It has only been a two months since the Angst of August, when townhall meetings were disrupted by slogan yelling miscreants who simply “wanted their country back.”
And it has only been a month since Glenn Beck’s 9-12 Rally where either 70,000 people – or 1.5 million people, depending on who you are willing to believe - converged on Washington, DC to celebrate their ignorance of all things important.
Time in terms of only months have gone by, and now that the cool weather has returned, so too have cooler heads prevailed.
TEA Parties are finally at long last on the wane.
In case you weren’t going to go there, and you are in the vast majority if you didn’t, I decided to go to the Sugar Land TEA Party yesterday and check it out, again. And write about it, again. I left the house early recalling the last time I went I had difficulty getting a parking spot. Recalling the crowds of April I made sure to get there in plenty of time.
Remember the throng? Here is a photograph of it that I took on that day.

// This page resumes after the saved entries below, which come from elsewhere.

//! [`CorrelationTable`] – command lifecycle and completion matching.
//!
//! One table exists per session epoch.  It maps each DCSS correlation token
//! to its [`Command`] and each outstanding robot [`OperationId`] back to the
//! token that issued it.
//!
//! ```text
//!   begin ──► Received ──dispatch──► Dispatched ──resolve(all ok)──► Completed
//!                │                        │
//!                │                        └──resolve(any failure)──► Failed
//!                └──────────────rollover / abort_all─────────────► Aborted
//! ```
//!
//! Terminal commands leave the table immediately, together with every
//! operation id they owned, so a late completion for a sibling operation
//! finds nothing and is inert.

use std::collections::HashMap;

use chrono::{DateTime, Utc};
use robodhs_types::{BridgeError, CommandState, Epoch, OperationId, OperationOutcome, Token};
use tracing::debug;

/// Result word of a command that completed with no robot message.
pub const DEFAULT_RESULT: &str = "OK";

/// One robot call issued on behalf of a [`Command`].
#[derive(Debug, Clone)]
struct SubOperation {
    id: OperationId,
    done: bool,
    message: Option<String>,
}

/// An inbound request awaiting its terminal reply.
#[derive(Debug, Clone)]
pub struct Command {
    pub token: Token,
    /// DCSS operation name, echoed in the reply.
    pub operation: String,
    pub target: Option<String>,
    pub state: CommandState,
    pub received_at: DateTime<Utc>,
    ops: Vec<SubOperation>,
}

impl Command {
    /// Robot operations not yet resolved.
    pub fn outstanding(&self) -> Vec<OperationId> {
        self.ops.iter().filter(|op| !op.done).map(|op| op.id).collect()
    }
}

/// Terminal result for one command.
#[derive(Debug, Clone, PartialEq, Eq)]
pub enum Verdict {
    Completed { result: String },
    Failed { reason: String },
}

/// What the dispatcher must do after a command reaches a terminal state.
#[derive(Debug, Clone, PartialEq, Eq)]
pub struct Resolution {
    pub token: Token,
    pub operation: String,
    pub verdict: Verdict,
    /// Sibling operations still running; cancel them best-effort.
    pub cancel: Vec<OperationId>,
}

/// Per-epoch token → command map.
#[derive(Debug, Default)]
pub struct CorrelationTable {
    epoch: Epoch,
    commands: HashMap<Token, Command>,
    ops: HashMap<OperationId, Token>,
}

impl CorrelationTable {
    pub fn new(epoch: Epoch) -> Self {
        Self {
            epoch,
            ..Self::default()
        }
    }

    pub fn epoch(&self) -> Epoch {
        self.epoch
    }

    /// Number of unresolved commands.
    pub fn len(&self) -> usize {
        self.commands.len()
    }

    pub fn is_empty(&self) -> bool {
        self.commands.is_empty()
    }

    /// Number of robot operations still mapped to a command.
    pub fn outstanding_operations(&self) -> usize {
        self.ops.len()
    }

    pub fn state(&self, token: &Token) -> Option<CommandState> {
        self.commands.get(token).map(|c| c.state)
    }

    pub fn get(&self, token: &Token) -> Option<&Command> {
        self.commands.get(token)
    }

    /// Record a freshly received command.
    ///
    /// A token that is still unresolved in this epoch is a protocol
    /// violation; the existing command is left untouched.
    pub fn begin(
        &mut self,
        token: Token,
        operation: impl Into<String>,
        target: Option<String>,
    ) -> Result<(), BridgeError> {
        if self.commands.contains_key(&token) {
            return Err(BridgeError::DuplicateToken(token));
        }
        let command = Command {
            token: token.clone(),
            operation: operation.into(),
            target,
            state: CommandState::Received,
            received_at: Utc::now(),
            ops: Vec::new(),
        };
        self.commands.insert(token, command);
        Ok(())
    }

    /// Attach the accepted robot operations, in declaration order.
    ///
    /// With no operations the command completes on the spot and its
    /// [`Resolution`] is returned.  Unknown tokens are ignored.
    pub fn dispatch(&mut self, token: &Token, ids: Vec<OperationId>) -> Option<Resolution> {
        if ids.is_empty() {
            let command = self.commands.remove(token)?;
            return Some(Resolution {
                token: command.token,
                operation: command.operation,
                verdict: Verdict::Completed {
                    result: DEFAULT_RESULT.to_string(),
                },
                cancel: Vec::new(),
            });
        }

        let command = self.commands.get_mut(token)?;
        for id in &ids {
            self.ops.insert(*id, token.clone());
        }
        command.ops = ids
            .into_iter()
            .map(|id| SubOperation {
                id,
                done: false,
                message: None,
            })
            .collect();
        command.state = CommandState::Dispatched;
        None
    }

    /// Fail a command before or after dispatch (e.g. the robot refused a
    /// call).  Returns `None` if the token is not in the table.
    pub fn fail(&mut self, token: &Token, reason: impl Into<String>) -> Option<Resolution> {
        let command = self.commands.remove(token)?;
        Some(self.finish(command, Verdict::Failed {
            reason: reason.into(),
        }))
    }

    /// Route a robot operation outcome to its command.
    ///
    /// Returns a [`Resolution`] when the command became terminal.  Unknown
    /// ids (stale, or siblings of an already failed command) are inert.
    pub fn resolve(&mut self, id: OperationId, outcome: OperationOutcome) -> Option<Resolution> {
        let Some(token) = self.ops.remove(&id) else {
            debug!(operation_id = %id, "completion for unknown operation ignored");
            return None;
        };
        let command = self.commands.get_mut(&token)?;

        // The resolved operation is never a sibling to cancel.
        let failure = outcome.failure_reason().map(str::to_string);
        if let Some(op) = command.ops.iter_mut().find(|op| op.id == id) {
            op.done = true;
            if let OperationOutcome::Succeeded { message } = outcome {
                op.message = message;
            }
        }

        if let Some(reason) = failure {
            let command = self.commands.remove(&token)?;
            return Some(self.finish(command, Verdict::Failed { reason }));
        }
        if command.ops.iter().any(|op| !op.done) {
            return None;
        }

        let command = self.commands.remove(&token)?;
        let result = command
            .ops
            .last()
            .and_then(|op| op.message.clone())
            .unwrap_or_else(|| DEFAULT_RESULT.to_string());
        Some(self.finish(command, Verdict::Completed { result }))
    }

    /// Abort every unresolved command, leaving the table empty.
    ///
    /// Aborted commands produce no reply; the caller logs them.
    pub fn abort_all(&mut self) -> Vec<Command> {
        self.ops.clear();
        self.commands
            .drain()
            .map(|(_, mut command)| {
                command.state = CommandState::Aborted;
                command
            })
            .collect()
    }

    /// Start `epoch` with an empty table, aborting what the old one held.
    pub fn rollover(&mut self, epoch: Epoch) -> Vec<Command> {
        let aborted = self.abort_all();
        self.epoch = epoch;
        aborted
    }

    fn finish(&mut self, command: Command, verdict: Verdict) -> Resolution {
        let cancel = command.outstanding();
        for op in &command.ops {
            self.ops.remove(&op.id);
        }
        Resolution {
            token: command.token,
            operation: command.operation,
            verdict,
            cancel,
        }
    }
}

Yesterday, an equally bright sunny day, a great day to be outside, this is what the scene looked like after the speakers started speechifying.
And here are some excerpts from those speeches.
That last guy was a guy named Termite Watkins. He was their “keynote speaker.” That’s right, Pete Olson had other plans that day. Termite is a good ol’ boy who runs an extermination business. His main claim to fame besides being an ex-professional boxer is that he is the only person to go to “The Country of Iraq” to kill bugs. That’s right, right there talking to the assembled masses was an Iraq War profiteer. Termite, who lives in Deer Park, was there hawking his book “Termite,” which was on sale in one of the tents for the low, low price of only $14.95 (plus tax). One thing I think we can take away from his speech is that being a Christian is all part and parcel of being a teabagger.
And while the speakers were speaking, we had this curious threesome walking around the plaza carrying that hand-painted sign that said that “Obama’s policy” was Genocide.
They didn’t bother informing anyone which one of his policies was genocidal in nature and I didn’t really want to ask. The guy in the red shirt is James Ives, by the way, the president of the teabagger group that put on yesterday’s event, telling them to please display their sign somewhere else than right in front of the speakers.
So they moved around with the sign until they got to a point where I could see what was printed on the back of their hand-lettered sign, giving a whole new meaning to the concept of recycling.
Outstanding, I thought. Not only do we have such a poor showing at this rally, this showing is certainly not something I would have expected to have happened in April. I think the people standing around them might have been a little bit in shock. One of them, probably the class clown 40 years ago, recovered enough to circulate around the crowd asking for donations for the anti-TEA party goers.
People thought he was really funny.
2 comments:
Hal,
Who is the guy giving you a one finger salute? His Mama is probably tossing in her grave that her Holy Christian White Boy is behaving like that in public!
Who are these people? Sorry I missed it... stayed at home and watched college football.